If Kira plays the tender and sweet card with Starsky, she plays a different game with Hutch. With him, she goes straight for seduction (lots of grabbing and whispering, and she shakes out her hair for him in a later scene). Does she guess this is what will work better with him or she realize there’s no out-performing Hutch in the cerebral department?

Hutch is preening in front of a mirror at the Golden Lady Ballroom, and something drops from his pocket. What is it?

Joey Webster obviously attends the ballroom very often, possibly every night. And yet he’s never under suspicion. He talks about his disability benefits and plays games with the girls – pool and backgammon – rather than dancing with them. Does his disability – and hinted-at sexual impotence – make him less of a suspect to the women, and the police?

It’s a treat to see legendary actor William Sanderson as an impatient denizen of the dance floor.

Hutch says he hasn’t seen this side of Starsky before. “An efficient cop?” Starsky says. “No, a stuffed shirt,” Hutch says nastily. But later Hutch calls himself old-fashioned, which any thesaurus will tell you is just a variation on stuffed shirt.

Hutch watches Starsky drive off to guard Kira. He says to himself in the car, “Keep your mitts off, Starsky.” Now, we can have fun with this by pretending he’s means for Kira to leave Starsky alone – in other words, excising the comma from his statement – but in fact what he’s really praying for is that Starsky stay away from Kira. And knowing they are dating, how does he justify his own demands?

The next thing Hutch says aloud – and he really is an entertaining self-talker (“Bloodbath”, “Fatal Charm”, et al) – is “Six-foot-two, eyes of blue.” Of course the reference is to the lyric of the popular song by Ray Henderson, but he is talking about himself. We know this because he has added a foot to the original lyric’s reference of height. The question is – why?

Starsky follows Kira, Hutch follows Susan. Unbeknownst to them, Joey follows the one girl wearing the wig. Obviously Starsky and Hutch would both know there is a third blonde dancer here, unless this girl lied to police, which seems to me to be extremely unlikely, given her life hangs in the balance. So why isn’t she being protected?

Webster continues his imaginary surveillance of blondes, talking to himself while sitting on his bed polishing a boot, military style. His intensity at a feverish peak, the camera pulls in to him as he continues polishing while verbally speculating on his quarry, and his motions become masturbatory as he speaks. This is a good detail emphasized by director Peter Levin.

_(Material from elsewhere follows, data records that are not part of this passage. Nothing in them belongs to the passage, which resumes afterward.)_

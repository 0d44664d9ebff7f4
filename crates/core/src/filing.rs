//! Filing task results reported by the filing backend.

use serde::{Deserialize, Serialize};

#[derive(Debug, Clone, Copy, PartialEq, Eq, Serialize, Deserialize)]
#[serde(rename_all = "UPPERCASE")]
pub enum FilingStatus {
    Succeeded,
    Active,
    Failed,
    Cancelled,
}

/// Operation the server performed for one location.
#[derive(Debug, Clone, Copy, PartialEq, Eq, Serialize, Deserialize)]
#[serde(rename_all = "SCREAMING_SNAKE_CASE")]
pub enum FilingServerOperation {
    Upload,
    Copy,
    Profile,
    FileNia,
    FileIa,
    Unfile,
    Unprofile,
}

impl FilingServerOperation {
    /// Whether a successful operation leaves the item filed in the location.
    pub fn files_item(&self) -> bool {
        !matches!(
            self,
            FilingServerOperation::Unfile | FilingServerOperation::Unprofile
        )
    }
}

/// Server-confirmed outcome for one location.
#[derive(Debug, Clone, PartialEq, Eq, Serialize, Deserialize)]
#[serde(rename_all = "camelCase")]
pub struct FileItemResult {
    pub location_id: String,
    pub operation: FilingServerOperation,
    pub status: FilingStatus,
}

#[derive(Debug, Clone, PartialEq, Eq, Serialize, Deserialize)]
#[serde(rename_all = "camelCase")]
pub struct FilingTaskResponse {
    pub status: FilingStatus,
    #[serde(default)]
    pub file_item_results: Vec<FileItemResult>,
}

#[derive(Debug, Clone, Copy, Default, PartialEq, Eq, Serialize, Deserialize)]
#[serde(rename_all = "snake_case")]
pub enum FilingTaskType {
    /// Started by the user from this panel.
    #[default]
    Regular,
    /// Resumed tracking of a task started earlier.
    Tracking,
}

/// A completed filing task as delivered to the panel.
#[derive(Debug, Clone, PartialEq, Eq, Serialize, Deserialize)]
pub struct FilingTask {
    pub id: String,
    #[serde(default)]
    pub task_type: FilingTaskType,
    pub response: FilingTaskResponse,
}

Joey’s fixation stems from being betrayed by a honey trap while in Vietnam, a blonde infiltrator he says mocked his manhood and then plunged a knife into his back (yes, yes, the parallels to Starsky’s situation is remarkable). But why would “blondness” be such a dominant factor in his story, particularly as we’re talking about a country whose citizens have uniformly black hair? “No blondes in Vietnam,” he later says to Kira, “unless they dye their hair.” Here, his reasoning breaks down. Where would Vietnamese women get dye during a war (they would most likely wear wigs, if at all), and wouldn’t bleached hair make them look mighty odd if they’re Asian and supposed to melt into the background? How does that work, do you think? Isn’t irregularity an anathema to a spy?

What most likely happened is Joey engaged the services of a Vietnamese prostitute and probably instructed her to wear a blonde wig (otherwise, why would she, since such an aberration might turn off more customers than it turned on). The wig, I’m guessing, was meant to mitigate her “otherness” as an Asian, helping her assume the role of someone he was more familiar with, possibly a girl back home. Whether she was an actual VC spy or not remains unclear. It’s also likely he was already acting strangely – strung out, which was very common in Vietnam, or something else – and got rough with her, and she stabbed him in self defense. The spy stuff, therefore, is pure paranoia, and nothing else.

Using these suppositions, we can now draw parallels between Webster’s spurt of violence, brought on by psychosis, and the romantic complications suffered by Starsky and Hutch. Webster is unable to distinguish between the original girl who betrayed him (whether her slight was imaginary or real), the “spy” he encountered years later in wartime (whether imaginary or real), and the innocent girls at the taxi dance hall (whose “innocence”, in the loosely-defined world of prostitution, is also in question). In his fevered mind everything boils down to immorality of women, their basic untrustworthiness. To him, every woman is waiting for the moment to side a knife between his ribs. While you could easily put Kira in this category, I think that’s immaterial to the important correlation between Webster’s situation and Starsky and Hutch. Which is the breakdown of trust. And I think it has nothing to do with sexual betrayal, and although sexual betrayal is presented here as the catalyst, it is actually the fallout. The cracks have to do with any long term relationship that has become stagnant, vulnerable to outside forces (in Starsky and Hutch’s case, the unending bleakness of their caseload leading to depression), culminating the terrifying fear that the one person you thought you knew may not have your back. Which is every bit a delusion as the one Webster is suffering.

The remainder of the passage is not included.